State how many lines in the entries below include the string "tracing", and give nothing beyond that number.

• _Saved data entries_

----

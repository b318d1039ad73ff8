use serde_json::{Map, Value};
use thiserror::Error;

/// Why a body could not be turned into a [`RawSubmission`].
#[derive(Debug, Error)]
pub enum ParseError {
    #[error("malformed JSON: {0}")]
    Malformed(#[from] serde_json::Error),

    #[error("expected a JSON object, got {0}")]
    NotAnObject(&'static str),
}

/// A parsed but unvalidated submission: a JSON object of unknown shape.
///
/// Nothing about the field values is trusted. The only way to a
/// [`SanitizedRecord`](crate::SanitizedRecord) is through a
/// [`Validator`](crate::Validator).
#[derive(Clone, Debug, PartialEq)]
pub struct RawSubmission {
    fields: Map<String, Value>,
}

impl RawSubmission {
    /// Parse a request body.
    pub fn parse(body: &[u8]) -> Result<Self, ParseError> {
        let value: Value = serde_json::from_slice(body)?;
        Self::from_value(value)
    }

    /// Accept an already-parsed value, which must be an object.
    pub fn from_value(value: Value) -> Result<Self, ParseError> {
        match value {
            Value::Object(fields) => Ok(Self { fields }),
            other => Err(ParseError::NotAnObject(json_type_name(&other))),
        }
    }

    /// Look up a field. `null` is reported as absent.
    pub fn get(&self, field: &str) -> Option<&Value> {
        self.fields.get(field).filter(|v| !v.is_null())
    }

    /// The field as a trimmed string, if it is a string.
    pub fn trimmed_str(&self, field: &str) -> Option<&str> {
        self.get(field).and_then(Value::as_str).map(str::trim)
    }

    pub fn fields(&self) -> &Map<String, Value> {
        &self.fields
    }

    pub fn into_fields(self) -> Map<String, Value> {
        self.fields
    }
}

/// Name of a JSON value's type, for messages.
pub fn json_type_name(value: &Value) -> &'static str {
    match value {
        Value::Null => "null",
        Value::Bool(_) => "boolean",
        Value::Number(_) => "number",
        Value::String(_) => "string",
        Value::Array(_) => "array",
        Value::Object(_) => "object",
    }
}
use thiserror::Error;

/// Why a submission was not accepted.
///
/// Rejections are expected outcomes, returned as values. Messages name the
/// offending field but never echo the submitted value.
#[derive(Clone, Debug, Error, PartialEq, Eq)]
pub enum Rejection {
    /// The inbound action was not a create.
    #[error("method {method} not allowed")]
    MethodNotAllowed { method: String },

    /// The body is not a well-formed JSON object.
    #[error("invalid input: {0}")]
    InvalidInput(String),

    /// A field failed its rule.
    #[error("{reason}")]
    Validation { field: String, reason: String },
}

impl Rejection {
    /// Create a validation rejection for a field.
    pub fn validation(field: impl Into<String>, reason: impl Into<String>) -> Self {
        Self::Validation {
            field: field.into(),
            reason: reason.into(),
        }
    }

    /// The field named by a validation rejection.
    pub fn field(&self) -> Option<&str> {
        match self {
            Self::Validation { field, .. } => Some(field),
            _ => None,
        }
    }
}
use intake_types::{InboundAction, Logger, SubmissionKind};
use serde_json::Value;

use crate::config::ValidationLimits;
use crate::error::Rejection;
use crate::record::{PartnershipInquiry, SanitizedRecord, WaitlistSubmission};
use crate::rule::{FieldRule, RuleDecision};
use crate::schema::{self, fields};
use crate::submission::{ParseError, RawSubmission};

// ---------------------------------------------------------------------------
// Validator
// ---------------------------------------------------------------------------

/// Validator for one submission kind: an ordered table of field rules plus
/// the kind's sanitizer.
///
/// Evaluation is **fail-fast**: action check, then parse, then each rule in
/// order. The first failure is returned and nothing after it runs.
pub struct Validator {
    kind: SubmissionKind,
    rules: Vec<Box<dyn FieldRule>>,
    logger: Logger,
}

impl Validator {
    /// Create a validator with an empty rule table.
    ///
    /// Use [`Self::add_rule`] to build a table, or [`Self::for_kind`] for the
    /// built-in one.
    pub fn new(kind: SubmissionKind, logger: Logger) -> Self {
        Self {
            kind,
            rules: Vec::new(),
            logger,
        }
    }

    /// Create a validator with the kind's built-in rule table.
    pub fn for_kind(kind: SubmissionKind, limits: &ValidationLimits, logger: Logger) -> Self {
        Self {
            kind,
            rules: schema::rules_for(kind, limits),
            logger,
        }
    }

    /// Append a rule to the end of the table.
    pub fn add_rule(&mut self, rule: Box<dyn FieldRule>) {
        self.rules.push(rule);
    }

    pub fn kind(&self) -> SubmissionKind {
        self.kind
    }

    pub fn rule_count(&self) -> usize {
        self.rules.len()
    }

    /// Fields checked, in evaluation order.
    pub fn fields(&self) -> Vec<&str> {
        self.rules.iter().map(|r| r.field()).collect()
    }

    /// Validate a raw request body received with `action`.
    pub fn validate(
        &self,
        action: &InboundAction,
        body: &[u8],
    ) -> Result<SanitizedRecord, Rejection> {
        if !action.is_create() {
            return Err(Rejection::MethodNotAllowed {
                method: action.to_string(),
            });
        }

        let submission = RawSubmission::parse(body).map_err(|e| self.parse_rejection(e))?;
        self.sanitize(submission)
    }

    /// Validate an already-parsed value, skipping the action check.
    pub fn validate_value(&self, value: Value) -> Result<SanitizedRecord, Rejection> {
        let submission = RawSubmission::from_value(value).map_err(|e| self.parse_rejection(e))?;
        self.sanitize(submission)
    }

    /// Run every rule in order against a parsed submission.
    pub fn check_rules(&self, submission: &RawSubmission) -> Result<(), Rejection> {
        for rule in &self.rules {
            if let RuleDecision::Fail { reason } = rule.check(submission) {
                return Err(Rejection::validation(rule.field(), reason));
            }
        }
        Ok(())
    }

    fn sanitize(&self, submission: RawSubmission) -> Result<SanitizedRecord, Rejection> {
        self.check_rules(&submission)?;

        match self.kind {
            SubmissionKind::Partnership => {
                let email = submission
                    .trimmed_str(fields::EMAIL)
                    .filter(|e| !e.is_empty())
                    .ok_or_else(|| {
                        let reason = format!("{} is required", fields::EMAIL);
                        Rejection::validation(fields::EMAIL, reason)
                    })?;
                let notes = submission.trimmed_str(fields::NOTES);
                Ok(SanitizedRecord::Partnership(PartnershipInquiry::new(email, notes)))
            }
            SubmissionKind::Waitlist => Ok(SanitizedRecord::Waitlist(WaitlistSubmission::new(
                submission.into_fields(),
            ))),
        }
    }

    fn parse_rejection(&self, err: ParseError) -> Rejection {
        self.logger
            .warn_with(&format!("unparseable {} submission", self.kind), &err);
        match err {
            ParseError::Malformed(_) => {
                Rejection::InvalidInput("request body is not valid JSON".into())
            }
            ParseError::NotAnObject(_) => {
                Rejection::InvalidInput("request body must be a JSON object".into())
            }
        }
    }
}

#[cfg(test)]
mod tests {
    use std::sync::Arc;

    use super::*;
    use intake_types::{MemorySink, Severity};
    use proptest::prelude::*;
    use serde_json::json;

    fn validator(kind: SubmissionKind) -> (Validator, Arc<MemorySink>) {
        let sink = Arc::new(MemorySink::new());
        let logger = Logger::new("validator", sink.clone());
        (
            Validator::for_kind(kind, &ValidationLimits::default(), logger),
            sink,
        )
    }

    fn body(value: &Value) -> Vec<u8> {
        serde_json::to_vec(value).unwrap()
    }

    fn valid_waitlist() -> Value {
        json!({
            "email": "player@example.com",
            "clubId": "North Side FC",
            "locality": {"city": "Leeds", "country": "GB"},
            "games": ["chess", "go"],
            "playTimes": ["weekday-evening"],
            "consent": {"terms": true, "marketing": false},
            "desiredMembership": "pro",
            "attribution": {"source": "friend"},
            "notes": "  see you there  "
        })
    }

    // -----------------------------------------------------------------------
    // Transport checks
    // -----------------------------------------------------------------------

    #[test]
    fn non_create_action_rejected_before_parse() {
        let (v, sink) = validator(SubmissionKind::Partnership);
        let err = v
            .validate(&InboundAction::from_method("GET"), b"{not json")
            .unwrap_err();
        assert_eq!(err, Rejection::MethodNotAllowed { method: "GET".into() });
        assert!(sink.is_empty());
    }

    #[test]
    fn malformed_body_is_invalid_input_and_warns() {
        let (v, sink) = validator(SubmissionKind::Partnership);
        let err = v.validate(&InboundAction::Create, b"{\"email\":").unwrap_err();
        assert!(matches!(err, Rejection::InvalidInput(_)));
        let warnings = sink.at(Severity::Warn);
        assert_eq!(warnings.len(), 1);
        assert!(warnings[0].message.contains("partnership"));
    }

    #[test]
    fn non_object_body_is_invalid_input() {
        let (v, _) = validator(SubmissionKind::Waitlist);
        let err = v.validate(&InboundAction::Create, b"[1,2,3]").unwrap_err();
        assert_eq!(
            err,
            Rejection::InvalidInput("request body must be a JSON object".into())
        );
    }

    // -----------------------------------------------------------------------
    // Partnership
    // -----------------------------------------------------------------------

    #[test]
    fn partnership_sanitizes_to_email_and_notes() {
        let (v, sink) = validator(SubmissionKind::Partnership);
        let input = json!({"email": "  a@b.com ", "notes": " hi ", "company": "Acme", "extra": 1});
        let record = v.validate(&InboundAction::Create, &body(&input)).unwrap();
        assert_eq!(record.to_value(), json!({"email": "a@b.com", "notes": "hi"}));
        assert!(sink.is_empty());
    }

    #[test]
    fn partnership_missing_email_names_field() {
        let (v, _) = validator(SubmissionKind::Partnership);
        let err = v
            .validate(&InboundAction::Create, &body(&json!({"notes": "hi"})))
            .unwrap_err();
        assert_eq!(err.field(), Some("email"));
        assert_eq!(err.to_string(), "email is required");
    }

    #[test]
    fn partnership_notes_limit() {
        let (v, _) = validator(SubmissionKind::Partnership);
        let ok = json!({"email": "a@b.com", "notes": "x".repeat(1000)});
        assert!(v.validate(&InboundAction::Create, &body(&ok)).is_ok());

        let too_long = json!({"email": "a@b.com", "notes": "x".repeat(1001)});
        let err = v.validate(&InboundAction::Create, &body(&too_long)).unwrap_err();
        assert_eq!(err.field(), Some("notes"));
        assert_eq!(err.to_string(), "notes must be at most 1000 characters");
    }

    #[test]
    fn first_failing_rule_wins() {
        let (v, _) = validator(SubmissionKind::Partnership);
        let input = json!({"email": "bad", "notes": "x".repeat(2000)});
        let err = v.validate(&InboundAction::Create, &body(&input)).unwrap_err();
        assert_eq!(err.field(), Some("email"));
    }

    // -----------------------------------------------------------------------
    // Waitlist
    // -----------------------------------------------------------------------

    #[test]
    fn waitlist_passes_input_through_verbatim() {
        let (v, _) = validator(SubmissionKind::Waitlist);
        let input = valid_waitlist();
        let record = v.validate(&InboundAction::Create, &body(&input)).unwrap();
        assert_eq!(record.kind(), SubmissionKind::Waitlist);
        assert_eq!(record.to_value(), input);
    }

    #[test]
    fn waitlist_optional_fields_are_kept_uninspected() {
        let (v, _) = validator(SubmissionKind::Waitlist);
        let mut input = valid_waitlist();
        let extras = json!({
            "desiredMembership": "founding",
            "playIntent": 3,
            "attribution": {"source": "flyer"},
            "connectedUsernames": ["a", "b"],
            "proInterest": null,
            "eventInterest": true,
            "notes": "  see you there  "
        });
        for (key, value) in extras.as_object().unwrap() {
            input[key.as_str()] = value.clone();
        }
        let record = v.validate(&InboundAction::Create, &body(&input)).unwrap();
        assert_eq!(record.to_value(), input);
    }

    #[test]
    fn waitlist_each_required_field_is_named() {
        let (v, _) = validator(SubmissionKind::Waitlist);
        for field in ["email", "clubId", "locality", "games", "playTimes", "consent"] {
            let mut input = valid_waitlist();
            input.as_object_mut().unwrap().remove(field);
            let err = v.validate(&InboundAction::Create, &body(&input)).unwrap_err();
            assert_eq!(err.field(), Some(field), "removing {field}");
        }
    }

    #[test]
    fn waitlist_empty_games_cites_bounds() {
        let (v, _) = validator(SubmissionKind::Waitlist);
        let mut input = valid_waitlist();
        input["games"] = json!([]);
        let err = v.validate(&InboundAction::Create, &body(&input)).unwrap_err();
        assert_eq!(err.to_string(), "games must contain between 1 and 6 items");
    }

    #[test]
    fn waitlist_play_times_upper_bound() {
        let (v, _) = validator(SubmissionKind::Waitlist);
        let mut input = valid_waitlist();
        input["playTimes"] = json!(["a", "b", "c", "d"]);
        let err = v.validate(&InboundAction::Create, &body(&input)).unwrap_err();
        assert_eq!(err.field(), Some("playTimes"));
    }

    #[test]
    fn waitlist_locality_must_be_object() {
        let (v, _) = validator(SubmissionKind::Waitlist);
        let mut input = valid_waitlist();
        input["locality"] = json!(["Leeds"]);
        let err = v.validate(&InboundAction::Create, &body(&input)).unwrap_err();
        assert_eq!(err.to_string(), "locality must be an object");
    }

    #[test]
    fn waitlist_notes_limit_is_300() {
        let (v, _) = validator(SubmissionKind::Waitlist);
        let mut input = valid_waitlist();
        input["notes"] = json!("x".repeat(301));
        let err = v.validate(&InboundAction::Create, &body(&input)).unwrap_err();
        assert_eq!(err.to_string(), "notes must be at most 300 characters");
    }

    #[test]
    fn waitlist_bad_club_id() {
        let (v, _) = validator(SubmissionKind::Waitlist);
        let mut input = valid_waitlist();
        input["clubId"] = json!("x");
        let err = v.validate(&InboundAction::Create, &body(&input)).unwrap_err();
        assert_eq!(err.field(), Some("clubId"));
    }

    // -----------------------------------------------------------------------
    // Custom tables
    // -----------------------------------------------------------------------

    #[test]
    fn empty_table_still_requires_partnership_email() {
        let v = Validator::new(SubmissionKind::Partnership, Logger::tracing("test"));
        assert_eq!(v.rule_count(), 0);
        let err = v.validate_value(json!({})).unwrap_err();
        assert_eq!(err.field(), Some("email"));
    }

    #[test]
    fn add_rule_extends_table() {
        let mut v = Validator::new(SubmissionKind::Waitlist, Logger::tracing("test"));
        v.add_rule(Box::new(crate::rules::RequiredString::new("handle")));
        assert_eq!(v.fields(), ["handle"]);
        assert!(v.validate_value(json!({"handle": "x"})).is_ok());
        assert!(v.validate_value(json!({})).is_err());
    }

    // -----------------------------------------------------------------------
    // Properties
    // -----------------------------------------------------------------------

    #[test]
    fn revalidating_sanitized_records_is_stable() {
        for (kind, input) in [
            (SubmissionKind::Partnership, json!({"email": " a@b.com\t", "notes": "  hello  "})),
            (SubmissionKind::Partnership, json!({"email": "a@b.com"})),
            (SubmissionKind::Waitlist, valid_waitlist()),
        ] {
            let (v, _) = validator(kind);
            let first = v.validate_value(input).unwrap();
            let second = v.validate_value(first.to_value()).unwrap();
            assert_eq!(first, second);
        }
    }

    proptest! {
        #[test]
        fn partnership_output_shape_is_fixed(
            local in "[a-z]{1,8}",
            domain in "[a-z]{1,8}",
            pad in "[ \t]{0,3}",
            notes in proptest::option::of("[ -~]{0,40}"),
            extra_key in "[a-z]{1,6}",
        ) {
            let (v, _) = validator(SubmissionKind::Partnership);
            let mut input = json!({ "email": format!("{pad}{local}@{domain}.com{pad}") });
            if let Some(n) = &notes {
                input["notes"] = json!(n);
            }
            if extra_key != "email" && extra_key != "notes" {
                input[extra_key.as_str()] = json!("ignored");
            }
            let record = v.validate_value(input).unwrap();
            let value = record.to_value();
            let mut keys: Vec<&str> =
                value.as_object().unwrap().keys().map(String::as_str).collect();
            keys.sort_unstable();
            prop_assert_eq!(keys, vec!["email", "notes"]);
            let again = v.validate_value(value.clone()).unwrap();
            prop_assert_eq!(again.to_value(), value);
        }
    }
}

----

• _Your solution_
2